┌──

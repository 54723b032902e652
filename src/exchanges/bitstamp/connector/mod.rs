use crate::core::errors::ExchangeError;
use crate::core::kernel::RestClient;
use crate::core::traits::{AccountInfo, ExchangeConnector, MarketDataSource, OrderPlacer};
use crate::core::types::{
    Balance, CurrencyPair, Order, OrderBook, Tick, Trade, Transaction, TransactionWindow,
    UserTransactionsQuery,
};
use async_trait::async_trait;

pub mod account;
pub mod market_data;
pub mod trading;

pub use account::Account;
pub use market_data::MarketData;
pub use trading::Trading;

/// Bitstamp connector that composes all sub-trait implementations
pub struct BitstampConnector<R: RestClient> {
    pub market: MarketData<R>,
    pub trading: Trading<R>,
    pub account: Account<R>,
}

impl<R: RestClient + Clone> BitstampConnector<R> {
    pub fn new(rest: R) -> Self {
        Self {
            market: MarketData::new(&rest),
            trading: Trading::new(&rest),
            account: Account::new(&rest),
        }
    }
}

#[async_trait]
impl<R: RestClient + Clone> MarketDataSource for BitstampConnector<R> {
    async fn get_ticker(&self, pair: &CurrencyPair) -> Result<Tick, ExchangeError> {
        self.market.get_ticker(pair).await
    }

    async fn get_hourly_ticker(&self, pair: &CurrencyPair) -> Result<Tick, ExchangeError> {
        self.market.get_hourly_ticker(pair).await
    }

    async fn get_order_book(&self, pair: &CurrencyPair) -> Result<OrderBook, ExchangeError> {
        self.market.get_order_book(pair).await
    }

    async fn get_transactions(
        &self,
        pair: &CurrencyPair,
        window: TransactionWindow,
    ) -> Result<Vec<Trade>, ExchangeError> {
        self.market.get_transactions(pair, window).await
    }
}

#[async_trait]
impl<R: RestClient + Clone> OrderPlacer for BitstampConnector<R> {
    async fn buy_limit_order(
        &self,
        pair: &CurrencyPair,
        amount: f64,
        price: f64,
        limit_price: f64,
    ) -> Result<Order, ExchangeError> {
        self.trading
            .buy_limit_order(pair, amount, price, limit_price)
            .await
    }

    async fn sell_limit_order(
        &self,
        pair: &CurrencyPair,
        amount: f64,
        price: f64,
        limit_price: f64,
    ) -> Result<Order, ExchangeError> {
        self.trading
            .sell_limit_order(pair, amount, price, limit_price)
            .await
    }

    async fn buy_market_order(
        &self,
        pair: &CurrencyPair,
        amount: f64,
    ) -> Result<Order, ExchangeError> {
        self.trading.buy_market_order(pair, amount).await
    }

    async fn sell_market_order(
        &self,
        pair: &CurrencyPair,
        amount: f64,
    ) -> Result<Order, ExchangeError> {
        self.trading.sell_market_order(pair, amount).await
    }

    async fn cancel_order(&self, id: i64) -> Result<Order, ExchangeError> {
        self.trading.cancel_order(id).await
    }
}

#[async_trait]
impl<R: RestClient + Clone> AccountInfo for BitstampConnector<R> {
    async fn get_balance(&self) -> Result<Balance, ExchangeError> {
        self.account.get_balance().await
    }

    async fn get_open_orders_all(&self) -> Result<Vec<Order>, ExchangeError> {
        self.account.get_open_orders_all().await
    }

    async fn get_open_orders(&self, pair: &CurrencyPair) -> Result<Vec<Order>, ExchangeError> {
        self.account.get_open_orders(pair).await
    }

    async fn get_user_transactions(
        &self,
        pair: &CurrencyPair,
        query: UserTransactionsQuery,
    ) -> Result<Vec<Transaction>, ExchangeError> {
        self.account.get_user_transactions(pair, query).await
    }
}

impl<R: RestClient + Clone> ExchangeConnector for BitstampConnector<R> {}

└──

Copy nothing except the lines from the one with "self.account.get_balance().await" through the end of the records; keep each exactly as it appears, first and last included.

        self.account.get_balance().await
    }

    async fn get_open_orders_all(&self) -> Result<Vec<Order>, ExchangeError> {
        self.account.get_open_orders_all().await
    }

    async fn get_open_orders(&self, pair: &CurrencyPair) -> Result<Vec<Order>, ExchangeError> {
        self.account.get_open_orders(pair).await
    }

    async fn get_user_transactions(
        &self,
        pair: &CurrencyPair,
        query: UserTransactionsQuery,
    ) -> Result<Vec<Transaction>, ExchangeError> {
        self.account.get_user_transactions(pair, query).await
    }
}

impl<R: RestClient + Clone> ExchangeConnector for BitstampConnector<R> {}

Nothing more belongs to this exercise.